Diferentemente a otras parábolas, aquí no se habla de la vigilia de la espera, del no dormirse, del estar atentos. En realidad, tanto las muchachas inteligentes como las necias se adormilan de igual manera. El asunto está en la previsión, en el vivir habitualmente dependiendo de la luz. Esa luz no se puede adquirir fácilmente a último momento. Al banquete celestial no podemos entrar llegando tarde y golpeando la puerta desesperados. Es verdad que Dios es capaz de salvar aún al buen ladrón en el último instante de su vida. Pero ciertamente ese instante viene preparado por actos y pensamientos anteriores. En la misma situación el otro ladrón se burla de Cristo.

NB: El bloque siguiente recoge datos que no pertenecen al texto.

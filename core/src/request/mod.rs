pub mod parser;
pub mod types;

pub use parser::{add_to_path, build_query_string, parse_query_string};
pub use types::{
    request_type_id, routing_id, CallbackPushAddressing, DispatchableRequest, Evaluable,
    ServiceRequest,
};
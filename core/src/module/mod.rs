pub mod loader;
pub mod registry;

pub(crate) use loader::ModuleLoader;
pub use loader::{
    module_url, HxModule, ModuleBindingContext, ModuleContract, ModuleResolver,
    StaticModuleResolver, PLATFORM_MODULE_NAME,
};
pub use registry::{ComponentRegistry, CreationContext};
use crate::types::identity_key;
use std::collections::HashMap;
use std::fmt;
use std::sync::Arc;

/// **IDENTITY-KEYED MAP**
///
/// Maps a shared descriptor to a value by the identity of its `Arc`
/// allocation, never by structural equality. Two denotations with equal
/// content are different keys. The map holds a clone of each key `Arc`, so an
/// address cannot be recycled for another object while its entry exists.
pub struct DenotationMap<K: ?Sized, V> {
    entries: HashMap<usize, (Arc<K>, V)>,
}

impl<K: ?Sized, V> DenotationMap<K, V> {
    pub fn new() -> Self {
        Self {
            entries: HashMap::new(),
        }
    }

    pub fn insert(&mut self, key: Arc<K>, value: V) -> Option<V> {
        self.entries
            .insert(identity_key(&key), (key, value))
            .map(|(_, previous)| previous)
    }

    pub fn get(&self, key: &Arc<K>) -> Option<&V> {
        self.entries.get(&identity_key(key)).map(|(_, v)| v)
    }

    pub fn get_mut(&mut self, key: &Arc<K>) -> Option<&mut V> {
        self.entries.get_mut(&identity_key(key)).map(|(_, v)| v)
    }

    pub fn contains_key(&self, key: &Arc<K>) -> bool {
        self.entries.contains_key(&identity_key(key))
    }

    pub fn remove(&mut self, key: &Arc<K>) -> Option<V> {
        self.entries.remove(&identity_key(key)).map(|(_, v)| v)
    }

    pub fn get_or_insert_with(&mut self, key: &Arc<K>, make: impl FnOnce() -> V) -> &mut V {
        let (_, value) = self
            .entries
            .entry(identity_key(key))
            .or_insert_with(|| (Arc::clone(key), make()));
        value
    }

    /// First key whose value satisfies `predicate`.
    pub fn find_key(&self, mut predicate: impl FnMut(&V) -> bool) -> Option<Arc<K>> {
        self.entries
            .values()
            .find(|(_, v)| predicate(v))
            .map(|(k, _)| Arc::clone(k))
    }

    pub fn keys(&self) -> impl Iterator<Item = &Arc<K>> {
        self.entries.values().map(|(k, _)| k)
    }

    pub fn values(&self) -> impl Iterator<Item = &V> {
        self.entries.values().map(|(_, v)| v)
    }

    pub fn len(&self) -> usize {
        self.entries.len()
    }

    pub fn is_empty(&self) -> bool {
        self.entries.is_empty()
    }
}

impl<K: ?Sized, V> Default for DenotationMap<K, V> {
    fn default() -> Self {
        Self::new()
    }
}

impl<K: ?Sized, V> fmt::Debug for DenotationMap<K, V> {
    fn fmt(&self, f: &mut fmt::Formatter<'_>) -> fmt::Result {
        f.debug_struct("DenotationMap")
            .field("len", &self.entries.len())
            .finish_non_exhaustive()
    }
}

Es evidente que había algo en ambos, preparado desde antes, que los hizo responder en esa instancia a uno bien y al otro mal. Es por eso que a uno la comunión lo santifica y al otro no le hace nada.  Dios quiere que las grandes decisiones las hagamos desde el fondo mismo de nuestra responsabilidad y libertad personal. Quien conserva aceite en sus reservas vive sin sobresaltos su existencia normal en una actitud cristiana que impregna todo lo que hace. Cierta vez, a san Luis Gonzaga, el hijo mayor del marqués de Castiglione, que había renunciado a sus derechos de sucesión para hacerse jesuita, mientras estaba en un recreo jugando, le preguntaron qué es lo que haría si se le revelaba que en diez minutos moriría. Contestó: “seguiría jugando”. Porque Luis tenía abundante aceite en sus frascos, y jugando o rezando, dormido o despierto, estuvo siempre preparado para recibir, con la antorcha encendida, a su Señor.